Contogouris and MI4 employee Max Bernstein were hired by Exis Capital Management, among the smaller of the half-dozen hedge funds comprising the “Enterprise” targeting Fairfax, in early 2005. Their primary mission was to gain access to material non-public information from sources in and around Fairfax. Their secondary mission seems to have been harassment of Fairfax executives, both public and private.

This effort got off to an impressive start, in the form of a 30-page document anonymously sent by Bernstein to Rev. Barry Parker, head of the Toronto church attended by Fairfax CEO Prem Watsa. The gist of Bernstein’s package was as follows: Prem Watsa bears a striking resemblance to a convicted swindler named Marty Frankel, and even if Watsa is not Frankel, Rev. Parker should beware and call Watsa to repentance for Fairfax Financial’s accounting.

In December of 2005, Contogouris and Bernstein created premwatsa.com, an attack site.
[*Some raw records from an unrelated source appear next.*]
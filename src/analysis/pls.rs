//! Partial least squares projection of embeddings onto label-aligned axes.
//!
//! Inputs and targets are standardised with the sample (n - 1) standard
//! deviation before the NIPALS components are extracted.

use std::fmt;

use linfa::{
    traits::{Fit, Predict, Transformer},
    DatasetBase,
};
use linfa_pls::PlsRegression;
use ndarray::{Array1, Array2, Axis};
use rand::{rngs::StdRng, seq::SliceRandom, SeedableRng};
use tracing::{debug, info, instrument};

use crate::{analysis::encode_labels, error::PipelineError};

const MAX_ITER: usize = 500;
const TOL: f64 = 1e-6;

/// Fitted PLS2 regression.
pub struct Pls {
    model: PlsRegression<f64>,
    n_targets: usize,
}

impl fmt::Debug for Pls {
    fn fmt(&self, f: &mut fmt::Formatter<'_>) -> fmt::Result {
        f.debug_struct("Pls")
            .field("n_features", &self.n_features())
            .field("n_components", &self.n_components())
            .field("n_targets", &self.n_targets)
            .finish()
    }
}

/// Projection trained on one-hot category labels, with its hold-out score.
#[derive(Debug)]
pub struct PlsProjection {
    pub pls: Pls,
    pub classes: Vec<String>,
    pub test_r2: f64,
}

impl Pls {
    /// Fit `n_components` PLS components of `y` on `x`.
    pub fn fit(x: &Array2<f64>, y: &Array2<f64>, n_components: usize) -> Result<Self, PipelineError> {
        if x.nrows() != y.nrows() {
            return Err(PipelineError::DimensionMismatch {
                expected: x.nrows(),
                found: y.nrows(),
            });
        }
        if x.nrows() < 2 {
            return Err(PipelineError::EmptyInput("PLS needs at least two samples"));
        }
        if n_components == 0 || n_components > x.ncols() {
            return Err(PipelineError::InvalidModel(format!(
                "{n_components} components for {} features",
                x.ncols()
            )));
        }
        let dataset = DatasetBase::new(x.to_owned(), y.to_owned());
        let model = PlsRegression::<f64>::params(n_components)
            .scale(true)
            .max_iterations(MAX_ITER)
            .tolerance(TOL)
            .fit(&dataset)?;
        debug!(n_components, targets = y.ncols(), "fitted PLS regression");
        Ok(Self {
            model,
            n_targets: y.ncols(),
        })
    }

    pub fn n_components(&self) -> usize {
        self.rotations().ncols()
    }

    pub fn n_features(&self) -> usize {
        self.rotations().nrows()
    }

    /// Feature-space rotations, one column per component.
    pub fn rotations(&self) -> &Array2<f64> {
        self.model.rotations().0
    }

    /// Rotation weight of every feature on `axis`.
    pub fn rotation(&self, axis: usize) -> Option<Array1<f64>> {
        (axis < self.n_components()).then(|| self.rotations().column(axis).to_owned())
    }

    fn check_features(&self, x: &Array2<f64>) -> Result<(), PipelineError> {
        if x.ncols() != self.n_features() {
            return Err(PipelineError::DimensionMismatch {
                expected: self.n_features(),
                found: x.ncols(),
            });
        }
        Ok(())
    }

    /// Component scores of `x`.
    pub fn transform(&self, x: &Array2<f64>) -> Result<Array2<f64>, PipelineError> {
        self.check_features(x)?;
        // targets only feed the y-scores, which are discarded
        let dataset = DatasetBase::new(x.to_owned(), Array2::zeros((x.nrows(), self.n_targets)));
        Ok(self.model.transform(dataset).records)
    }

    /// Predicted targets of `x` in original units.
    pub fn predict(&self, x: &Array2<f64>) -> Result<Array2<f64>, PipelineError> {
        self.check_features(x)?;
        let predicted: Array2<f64> = self.model.predict(x);
        Ok(predicted)
    }

    /// Coefficient of determination averaged uniformly over targets.
    pub fn score(&self, x: &Array2<f64>, y: &Array2<f64>) -> Result<f64, PipelineError> {
        let pred = self.predict(x)?;
        Ok(r2_score(y, &pred))
    }
}

/// Uniform-average R². Constant targets score 1 when predicted exactly, else 0.
pub fn r2_score(truth: &Array2<f64>, pred: &Array2<f64>) -> f64 {
    let q = truth.ncols();
    if q == 0 {
        return 0.0;
    }
    let mut total = 0.0;
    for j in 0..q {
        let t = truth.column(j);
        let p = pred.column(j);
        let mean = t.mean().unwrap_or(0.0);
        let ss_res: f64 = t.iter().zip(p.iter()).map(|(a, b)| (a - b).powi(2)).sum();
        let ss_tot: f64 = t.iter().map(|a| (a - mean).powi(2)).sum();
        total += if ss_tot == 0.0 {
            if ss_res == 0.0 {
                1.0
            } else {
                0.0
            }
        } else {
            1.0 - ss_res / ss_tot
        };
    }
    total / q as f64
}

/// One-hot encoding of categorical labels over sorted classes.
pub fn one_hot<S: AsRef<str>>(labels: &[S]) -> (Vec<String>, Array2<f64>) {
    let (classes, codes) = encode_labels(labels);
    let mut y = Array2::zeros((labels.len(), classes.len()));
    for (row, code) in codes.into_iter().enumerate() {
        y[[row, code]] = 1.0;
    }
    (classes, y)
}

/// Shuffled train/test row indices. The test share is rounded up.
pub fn train_test_split(n: usize, test_fraction: f64, seed: u64) -> (Vec<usize>, Vec<usize>) {
    let mut idx: Vec<usize> = (0..n).collect();
    idx.shuffle(&mut StdRng::seed_from_u64(seed));
    let n_test = ((n as f64) * test_fraction).ceil() as usize;
    let n_test = n_test.min(n);
    let test = idx[..n_test].to_vec();
    let train = idx[n_test..].to_vec();
    (train, test)
}

fn select_rows(m: &Array2<f64>, rows: &[usize]) -> Array2<f64> {
    m.select(Axis(0), rows)
}

/// Fit on a seeded train split of `x`/`y` and score R² on the held-out rows.
pub fn fit_split_targets(
    x: &Array2<f64>,
    y: &Array2<f64>,
    n_components: usize,
    test_fraction: f64,
    seed: u64,
) -> Result<(Pls, f64), PipelineError> {
    let (train, test) = train_test_split(x.nrows(), test_fraction, seed);
    if test.is_empty() {
        return Err(PipelineError::EmptyInput("hold-out split is empty"));
    }
    let pls = Pls::fit(&select_rows(x, &train), &select_rows(y, &train), n_components)?;
    let r2 = pls.score(&select_rows(x, &test), &select_rows(y, &test))?;
    Ok((pls, r2))
}

/// Fit a projection whose axes separate the given categories.
#[instrument(skip(x, labels), fields(rows = x.nrows(), dim = x.ncols()))]
pub fn fit_split<S: AsRef<str>>(
    x: &Array2<f64>,
    labels: &[S],
    n_components: usize,
    test_fraction: f64,
    seed: u64,
) -> Result<PlsProjection, PipelineError> {
    if labels.len() != x.nrows() {
        return Err(PipelineError::DimensionMismatch {
            expected: x.nrows(),
            found: labels.len(),
        });
    }
    let (classes, y) = one_hot(labels);
    let (pls, test_r2) = fit_split_targets(x, &y, n_components, test_fraction, seed)?;
    info!(classes = classes.len(), test_r2, "fitted PLS projection");
    Ok(PlsProjection {
        pls,
        classes,
        test_r2,
    })
}
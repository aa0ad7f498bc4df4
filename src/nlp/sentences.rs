//! Sentence splitting on Unicode sentence boundaries.
//!
//! UAX #29 breaks after any full stop followed by an uppercase word, so
//! honorifics such as "Mr. President" are glued back to the next segment.

use unicode_segmentation::UnicodeSegmentation;

/// Lowercased abbreviations that never end a sentence.
const ABBREVIATIONS: &[&str] = &[
    "mr", "mrs", "ms", "dr", "prof", "sr", "jr", "st", "mt", "no", "nos", "nr", "art", "arts",
    "para", "cf", "vs", "e.g", "i.e", "approx", "dept", "gen", "gov", "hon", "rev", "sen", "rep",
];

fn ends_with_abbreviation(segment: &str) -> bool {
    let Some(stem) = segment.trim_end().strip_suffix('.') else {
        return false;
    };
    let last = stem
        .rsplit(|c: char| c.is_whitespace() || c == '(' || c == '[' || c == '"')
        .next()
        .unwrap_or(stem);
    !last.is_empty() && ABBREVIATIONS.contains(&last.to_lowercase().as_str())
}

fn push_trimmed<'a>(sentences: &mut Vec<&'a str>, sentence: &'a str) {
    let sentence = sentence.trim();
    if !sentence.is_empty() {
        sentences.push(sentence);
    }
}

/// Split text into trimmed, non-empty sentences.
pub fn split_sentences(text: &str) -> Vec<&str> {
    let mut sentences = Vec::new();
    let mut pending: Option<usize> = None;
    for (offset, segment) in text.split_sentence_bound_indices() {
        let start = *pending.get_or_insert(offset);
        if ends_with_abbreviation(segment) {
            continue;
        }
        pending = None;
        push_trimmed(&mut sentences, &text[start..offset + segment.len()]);
    }
    if let Some(start) = pending {
        push_trimmed(&mut sentences, &text[start..]);
    }
    sentences
}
In one exchange of instant messages, the two discuss how to use posts planted on stock message boards to build traffic to the site, and blithely speculate as to how Watsa and other Fairfax officers will react upon discovering it.
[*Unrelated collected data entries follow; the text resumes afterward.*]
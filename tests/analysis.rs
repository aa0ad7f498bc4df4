use ndarray::{array, Array2, Axis};
use parl_discourse::{
    analysis::{
        aggregate::aggregate_by_year,
        axes::{axis_poles, extreme_examples},
        clustering::{cluster_quality, cluster_scores},
        pcr::principal_component_regression,
        pls::{fit_split, fit_split_targets, one_hot, r2_score, train_test_split, Pls},
        predictive::{
            discretize_quantiles, macro_f1, predictive_power, predictive_power_continuous,
            stratified_folds,
        },
        similarity::{cohesiveness, cosine_matrix, group_similarities},
    },
    data::embedded::{EmbeddingTable, VocabTable},
    error::PipelineError,
};

/// Two classes separated along the first feature, with deterministic jitter
/// in the remaining features.
fn separable(n: usize) -> (Array2<f64>, Vec<String>) {
    let mut x = Array2::zeros((n, 5));
    let mut labels = Vec::with_capacity(n);
    for i in 0..n {
        let sign = if i % 2 == 0 { 1.0 } else { -1.0 };
        x[[i, 0]] = sign * 2.0 + 0.05 * (i % 3) as f64;
        x[[i, 1]] = 0.1 * (i % 5) as f64;
        x[[i, 2]] = 0.1 * (i % 7) as f64;
        x[[i, 3]] = 0.1 * ((i * 3) % 4) as f64;
        x[[i, 4]] = 0.1 * ((i * 2) % 5) as f64;
        labels.push(if sign > 0.0 { "open" } else { "closed" }.to_string());
    }
    (x, labels)
}

#[test]
fn single_member_aggregate_equals_member() {
    let table = EmbeddingTable {
        labels: vec!["PPE".into(), "S&D".into(), "PPE".into()],
        dates: vec!["2019-01-10".into(), "2019-04-02".into(), "2020-06-30".into()],
        weights: Some(vec![0.3, 0.9, 0.6]),
        matrix: array![[0.1, 0.2, 0.3], [1.0, -1.0, 0.5], [0.7, 0.7, 0.7]],
    };
    for weighted in [false, true] {
        let groups = aggregate_by_year(&table, weighted).unwrap();
        assert_eq!(groups.len(), 3);
        for (idx, group) in groups.iter().enumerate() {
            assert_eq!(group.members, 1);
            assert_eq!(group.embedding, table.matrix.row(idx).to_owned());
        }
        assert_eq!((groups[2].category.as_str(), groups[2].year), ("PPE", 2020));
    }
}

#[test]
fn weighted_aggregate_normalises_weights() {
    let table = EmbeddingTable {
        labels: vec!["PPE".into(); 2],
        dates: vec!["2019-01-10".into(), "2019-04-02".into()],
        weights: Some(vec![1.0, 3.0]),
        matrix: array![[0.0, 4.0], [4.0, 0.0]],
    };
    let plain = aggregate_by_year(&table, false).unwrap();
    assert_eq!(plain[0].embedding, array![2.0, 2.0]);
    let weighted = aggregate_by_year(&table, true).unwrap();
    assert_eq!(weighted[0].embedding, array![3.0, 1.0]);

    let zero = EmbeddingTable {
        weights: Some(vec![0.0, 0.0]),
        ..table.clone()
    };
    assert!(matches!(
        aggregate_by_year(&zero, true),
        Err(PipelineError::ZeroWeight(_))
    ));
    let unweighted = EmbeddingTable {
        weights: None,
        ..table
    };
    assert!(matches!(
        aggregate_by_year(&unweighted, true),
        Err(PipelineError::MissingColumn(_))
    ));
}

#[test]
fn cohesiveness_is_zero_for_identical_vectors() {
    let x = Array2::from_shape_fn((6, 3), |(_, j)| (j + 1) as f64);
    let labels = ["a", "a", "b", "b", "c", "c"];
    let score = cohesiveness(&x, &labels, None).unwrap();
    assert!(score.abs() < 1e-12, "{score}");
}

#[test]
fn cohesiveness_is_positive_for_separated_groups() {
    let x = array![
        [1.0, 0.2],
        [0.9, 0.25],
        [1.1, 0.15],
        [0.2, 1.0],
        [0.25, 0.9],
        [0.15, 1.1]
    ];
    let labels = ["left", "left", "left", "right", "right", "right"];
    let groups = group_similarities(&x, &labels, None).unwrap();
    assert_eq!(groups.len(), 2);
    assert!(groups.iter().all(|g| g.intra > g.inter && g.size == 3));
    assert!(cohesiveness(&x, &labels, None).unwrap() > 0.0);

    let weights = [0.9, 0.8, 0.7, 0.9, 0.8, 0.7];
    assert!(cohesiveness(&x, &labels, Some(&weights[..])).unwrap() > 0.0);

    let sim = cosine_matrix(&x);
    assert!((sim[[0, 0]] - 1.0).abs() < 1e-12);
}

#[test]
fn cohesiveness_needs_two_groups() {
    let x = array![[1.0, 0.0], [0.0, 1.0]];
    assert!(matches!(
        cohesiveness(&x, &["a", "a"], None),
        Err(PipelineError::TooFewGroups { needed: 2, found: 1 })
    ));
}

#[test]
fn pls_recovers_separable_labels() {
    let (x, labels) = separable(40);
    let projection = fit_split(&x, &labels, 2, 0.25, 42).unwrap();
    assert_eq!(projection.classes, vec!["closed".to_string(), "open".to_string()]);
    assert!(projection.test_r2 > 0.8, "r2 {}", projection.test_r2);

    let scores = projection.pls.transform(&x).unwrap();
    assert_eq!(scores.dim(), (40, 2));
    let [min0, max0, _, _] = extreme_examples(&scores).unwrap();
    assert_ne!(labels[min0], labels[max0]);
}

#[test]
fn pls_in_sample_fit_is_good() {
    let (x, labels) = separable(30);
    let (_, y) = one_hot(&labels);
    let pls = Pls::fit(&x, &y, 1).unwrap();
    assert!(pls.score(&x, &y).unwrap() > 0.9);
    assert!(Pls::fit(&x, &y, 9).is_err());
    assert!(pls.transform(&array![[1.0, 2.0]]).is_err());
}

#[test]
fn axis_poles_name_both_ends() {
    let (x, labels) = separable(40);
    let projection = fit_split(&x, &labels, 2, 0.25, 7).unwrap();
    let vocab = VocabTable {
        words: vec!["welcome".into(), "neutral".into(), "deport".into()],
        matrix: array![
            [3.0, 0.2, 0.3, 0.1, 0.2],
            [0.0, 0.2, 0.3, 0.1, 0.2],
            [-3.0, 0.2, 0.3, 0.1, 0.2]
        ],
    };
    let poles = axis_poles(&projection.pls, &vocab, 0, 1).unwrap();
    let neg = &poles.negative[0].0;
    let pos = &poles.positive[0].0;
    assert_ne!(neg, pos);
    assert!(["welcome", "deport"].contains(&neg.as_str()));
    assert!(["welcome", "deport"].contains(&pos.as_str()));
    assert!(poles.negative[0].1 < poles.positive[0].1);
    assert!(axis_poles(&projection.pls, &vocab, 5, 1).is_err());
}

#[test]
fn r2_of_perfect_prediction_is_one() {
    let y = array![[1.0, 0.0], [0.0, 1.0], [1.0, 0.0]];
    assert_eq!(r2_score(&y, &y), 1.0);
}

#[test]
fn split_is_seeded_and_disjoint() {
    let (train, test) = train_test_split(10, 0.25, 1);
    assert_eq!(test.len(), 3);
    assert_eq!(train.len(), 7);
    assert!(test.iter().all(|i| !train.contains(i)));
    assert_eq!(train_test_split(10, 0.25, 1), (train, test));
}

#[test]
fn cluster_scores_ignore_label_names() {
    let truth = [0, 0, 1, 1, 2, 2];
    let perfect = cluster_scores(&truth, &[2, 2, 0, 0, 1, 1]);
    assert!((perfect.v_measure - 1.0).abs() < 1e-12);

    let merged = cluster_scores(&truth, &[0, 0, 0, 0, 0, 0]);
    assert_eq!(merged.completeness, 1.0);
    assert!(merged.homogeneity.abs() < 1e-12);
    assert_eq!(merged.v_measure, 0.0);
}

#[test]
fn kmeans_finds_separated_groups() {
    let x = array![
        [0.0, 0.0],
        [0.1, 0.0],
        [0.0, 0.1],
        [10.0, 10.0],
        [10.1, 10.0],
        [10.0, 10.1]
    ];
    let labels = ["a", "a", "a", "b", "b", "b"];
    let quality = cluster_quality(&x, &labels, None).unwrap();
    assert!(quality.v_measure > 0.99, "{quality:?}");
    let weighted = cluster_quality(&x, &labels, Some(&[1.0, 0.5, 0.5, 1.0, 0.5, 0.5][..])).unwrap();
    assert!(weighted.homogeneity > 0.99);
}

#[test]
fn stratified_folds_partition_rows() {
    let labels = [0, 0, 0, 0, 1, 1, 1, 1, 1, 1];
    let folds = stratified_folds(&labels, 2, 3);
    let mut all: Vec<usize> = folds.iter().flatten().copied().collect();
    all.sort_unstable();
    assert_eq!(all, (0..10).collect::<Vec<_>>());
    for fold in &folds {
        let ones = fold.iter().filter(|&&i| labels[i] == 1).count();
        assert_eq!(ones, 3);
    }
}

#[test]
fn macro_f1_averages_classes() {
    assert_eq!(macro_f1(&[0, 1, 1], &[0, 1, 1]), 1.0);
    // class 0: f1 = 2/3, class 1: f1 = 6/7
    let f1 = macro_f1(&[0, 0, 1, 1, 1], &[0, 1, 1, 1, 1]);
    assert!((f1 - (2.0 / 3.0 + 6.0 / 7.0) / 2.0).abs() < 1e-12);
}

#[test]
fn quantile_bins_are_balanced() {
    let values: Vec<f64> = (1..=10).map(f64::from).collect();
    assert_eq!(
        discretize_quantiles(&values, 5),
        vec![0, 0, 1, 1, 2, 2, 3, 3, 4, 4]
    );
}

#[test]
fn logistic_regression_predicts_separable_labels() {
    let (x, labels) = separable(40);
    let scores = predictive_power(&x, &labels, 5, 42).unwrap();
    assert_eq!(scores.len(), 5);
    let mean = scores.iter().sum::<f64>() / scores.len() as f64;
    assert!(mean > 0.9, "{scores:?}");
}

#[test]
fn misaligned_dates_report_both_lengths() {
    let table = EmbeddingTable {
        labels: vec!["PPE".into(); 3],
        dates: vec!["2019-01-10".into(), "2019-04-02".into()],
        weights: None,
        matrix: array![[0.1, 0.2, 0.3, 0.4], [1.0, -1.0, 0.5, 0.0], [0.7, 0.7, 0.7, 0.7]],
    };
    match aggregate_by_year(&table, false) {
        Err(PipelineError::RowCountMismatch { rows, found }) => assert_eq!((rows, found), (3, 2)),
        other => panic!("expected RowCountMismatch, got {other:?}"),
    }
}

/// Continuous target that is a linear function of the first feature.
fn linear_target(n: usize) -> (Array2<f64>, Vec<f64>) {
    let mut x = Array2::zeros((n, 4));
    for i in 0..n {
        x[[i, 0]] = i as f64 / 6.0;
        x[[i, 1]] = 0.1 * (i % 5) as f64;
        x[[i, 2]] = 0.1 * (i % 7) as f64;
        x[[i, 3]] = 0.1 * ((i * 3) % 4) as f64;
    }
    let y = x.column(0).mapv(|v| 2.0 * v + 1.0).to_vec();
    (x, y)
}

#[test]
fn pls_scores_use_sample_standardisation() {
    let (x, labels) = separable(30);
    let (_, y) = one_hot(&labels);
    let pls = Pls::fit(&x, &y, 2).unwrap();
    let mean = x.mean_axis(Axis(0)).unwrap();
    let std = x.std_axis(Axis(0), 1.0);
    let expected = ((&x - &mean) / &std).dot(pls.rotations());
    let scores = pls.transform(&x).unwrap();
    assert_eq!(scores.dim(), expected.dim());
    for (a, b) in scores.iter().zip(expected.iter()) {
        assert!((a - b).abs() < 1e-8, "{a} vs {b}");
    }
}

#[test]
fn continuous_target_aligns_first_rotation() {
    let (x, values) = linear_target(60);
    let y = Array2::from_shape_vec((values.len(), 1), values).unwrap();
    let (pls, r2) = fit_split_targets(&x, &y, 1, 0.25, 42).unwrap();
    assert!(r2 > 0.95, "r2 {r2}");

    let rotation = pls.rotation(0).unwrap();
    let strongest = rotation
        .iter()
        .enumerate()
        .max_by(|a, b| a.1.abs().total_cmp(&b.1.abs()))
        .map(|(idx, _)| idx);
    assert_eq!(strongest, Some(0), "{rotation:?}");
}

#[test]
fn continuous_predictive_power_beats_chance() {
    let (x, values) = linear_target(60);
    let scores = predictive_power_continuous(&x, &values, 5, 42).unwrap();
    assert_eq!(scores.len(), 5);
    let mean = scores.iter().sum::<f64>() / scores.len() as f64;
    // five balanced quantile bins
    assert!(mean > 0.4, "{scores:?}");
}

/// Walsh function `m` at row `i`: mutually orthogonal, zero-mean columns.
fn walsh(m: usize, i: usize) -> f64 {
    if (i & m).count_ones() % 2 == 0 {
        1.0
    } else {
        -1.0
    }
}

#[test]
fn one_component_pair_separates_classes() {
    // variances 25, 16, 9 on the leading features; only the third tracks the class
    let n = 32;
    let extra = [3, 5, 6, 7, 8, 9, 10, 11, 12, 13, 14, 15, 16, 17, 18, 19, 20];
    let mut x = Array2::zeros((n, 3 + extra.len()));
    let mut labels = Vec::with_capacity(n);
    for i in 0..n {
        x[[i, 0]] = 5.0 * walsh(2, i);
        x[[i, 1]] = 4.0 * walsh(4, i);
        x[[i, 2]] = 3.0 * walsh(1, i);
        for (j, m) in extra.iter().enumerate() {
            x[[i, 3 + j]] = 0.3 * walsh(*m, i);
        }
        labels.push(if i % 2 == 0 { "pro" } else { "contra" });
    }

    let result = principal_component_regression(&x, &labels, 3).unwrap();
    assert_eq!(result.n_components, 3);
    assert_eq!(result.pairs.len(), 3);
    assert!(result.explained_variance > 0.9 && result.explained_variance <= 1.0 + 1e-9);
    assert!(result.best.accuracy > 0.99, "{:?}", result.pairs);

    let separating = result.pairs.iter().filter(|p| p.accuracy > 0.99).count();
    assert_eq!(separating, 2, "{:?}", result.pairs);
    let blind = result.pairs.iter().find(|p| p.accuracy <= 0.99).unwrap();
    assert!((blind.accuracy - 0.5).abs() < 1e-12, "{blind:?}");
    assert!(result.best.first < result.best.second);
}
Meanwhile, Contogouris created a document, since discredited, dubbed “Fairfax Fraud Facts”, which he circulated broadly among journalists and analysts. This document sparked substantial negative coverage of Fairfax.

It was possibly in this context that, in an undated instant messenger exchange, Andrew Heller, manager of Exis Capital, told Bernstein: “tell spyro, bloomberg was taken care of, and he will receive payment.”
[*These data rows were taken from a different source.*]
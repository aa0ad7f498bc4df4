//! Removal of generic opening and closing sentences.
//!
//! A sentence is considered boilerplate when its mean TF-IDF weight falls in
//! the lowest percentile of all opening (or closing) sentences of the corpus.
//! The cut-off is corpus-relative and recomputed on every run.

use tracing::{info, instrument, warn};

use crate::{
    data::speeches::SpeechTable,
    nlp::{
        sentences::split_sentences,
        tfidf::{percentile, TfidfVectorizer},
    },
};

pub const GREETING_PERCENTILE: f64 = 6.2;
pub const ENDING_PERCENTILE: f64 = 4.2;

/// Which sentence of a speech is scored.
#[derive(Debug, Clone, Copy, PartialEq, Eq)]
pub enum Edge {
    First,
    Last,
}

/// Sentences the TF-IDF model is fitted on.
#[derive(Debug, Clone, Copy, PartialEq, Eq, Default)]
pub enum FitCorpus {
    /// Only the scored sentence of every speech.
    #[default]
    EdgeSentences,
    /// Every sentence of every speech.
    AllSentences,
}

#[derive(Debug, Clone)]
pub struct BoilerplateTrimmer {
    pub edge: Edge,
    pub percentile: f64,
    pub fit_corpus: FitCorpus,
    pub vectorizer: TfidfVectorizer,
}

impl BoilerplateTrimmer {
    pub fn greetings() -> Self {
        Self {
            edge: Edge::First,
            percentile: GREETING_PERCENTILE,
            fit_corpus: FitCorpus::default(),
            vectorizer: TfidfVectorizer::default(),
        }
    }

    pub fn endings() -> Self {
        Self {
            edge: Edge::Last,
            percentile: ENDING_PERCENTILE,
            fit_corpus: FitCorpus::default(),
            vectorizer: TfidfVectorizer::default(),
        }
    }

    pub fn with_percentile(mut self, percentile: f64) -> Self {
        self.percentile = percentile;
        self
    }

    pub fn with_fit_corpus(mut self, fit_corpus: FitCorpus) -> Self {
        self.fit_corpus = fit_corpus;
        self
    }

    fn edge_sentence<'a>(&self, sentences: &[&'a str]) -> &'a str {
        let picked = match self.edge {
            Edge::First => sentences.first(),
            Edge::Last => sentences.last(),
        };
        picked.copied().unwrap_or("")
    }

    fn without_edge(&self, sentences: &[&str]) -> String {
        let rest = match self.edge {
            Edge::First => sentences.get(1..),
            Edge::Last => sentences.len().checked_sub(1).map(|end| &sentences[..end]),
        };
        rest.unwrap_or_default().join(" ")
    }

    /// Score edge sentences and drop those at or below the percentile cut-off.
    #[instrument(skip(self, table), fields(edge = ?self.edge, rows = table.len()))]
    pub fn apply(&self, table: SpeechTable) -> SpeechTable {
        let mut records = drop_empty(table, "before trimming").into_records();
        if records.is_empty() {
            return SpeechTable::new(records);
        }

        let sentence_lists: Vec<Vec<&str>> = records
            .iter()
            .map(|r| split_sentences(&r.translated_text))
            .collect();
        let edges: Vec<&str> = sentence_lists
            .iter()
            .map(|sentences| self.edge_sentence(sentences))
            .collect();

        let fit_docs: Vec<&str> = match self.fit_corpus {
            FitCorpus::EdgeSentences => edges.iter().copied().filter(|s| !s.is_empty()).collect(),
            FitCorpus::AllSentences => sentence_lists.iter().flatten().copied().collect(),
        };
        let tfidf = self.vectorizer.fit(&fit_docs);
        if tfidf.vocabulary_len() == 0 {
            warn!(
                sentences = fit_docs.len(),
                "no terms survive document-frequency pruning; leaving speeches untouched"
            );
            return SpeechTable::new(records);
        }

        let scores: Vec<f64> = edges.iter().map(|s| tfidf.mean_weight(s)).collect();
        let Some(cut_off) = percentile(&scores, self.percentile) else {
            return SpeechTable::new(records);
        };

        let replacements: Vec<Option<String>> = sentence_lists
            .iter()
            .zip(&scores)
            .map(|(sentences, score)| (*score <= cut_off).then(|| self.without_edge(sentences)))
            .collect();
        let trimmed = replacements.iter().filter(|r| r.is_some()).count();
        info!(
            trimmed,
            cut_off,
            percentile = self.percentile,
            vocabulary = tfidf.vocabulary_len(),
            "removed generic edge sentences"
        );

        for (record, replacement) in records.iter_mut().zip(replacements) {
            if let Some(text) = replacement {
                record.translated_text = text;
            }
        }
        drop_empty(SpeechTable::new(records), "after trimming")
    }
}

/// Trim translated text and drop speeches left empty.
fn drop_empty(table: SpeechTable, stage: &str) -> SpeechTable {
    let before = table.len();
    let table: SpeechTable = table
        .into_records()
        .into_iter()
        .filter_map(|mut r| {
            let trimmed = r.translated_text.trim();
            if trimmed.is_empty() {
                return None;
            }
            if trimmed.len() != r.translated_text.len() {
                r.translated_text = trimmed.to_string();
            }
            Some(r)
        })
        .collect();
    let removed = before - table.len();
    if removed > 0 {
        info!(removed, stage, "dropped empty speeches");
    }
    table
}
I contacted Heller, seeking context to clarify this potentially significant tidbit, but he refused to comment, citing the ongoing nature of the Fairfax lawsuit. The only thing of any substance Heller would say was that his hedge fund remains “up net 15% on the year.”

Congratulations, Mr. Heller.

MI4’s effort to secure inside information ramped up significantly in May of 2006.

On the 29th of that month, MI4 created the following “Intelligence Profile” on an officer of Fairfax (whose name is redacted):

On May 31st, Contogouris, posing as a reporter, gained access to the back offices of that Advent Group, a Fairfax subsidiary in London, trolling for potential insiders to act as sources.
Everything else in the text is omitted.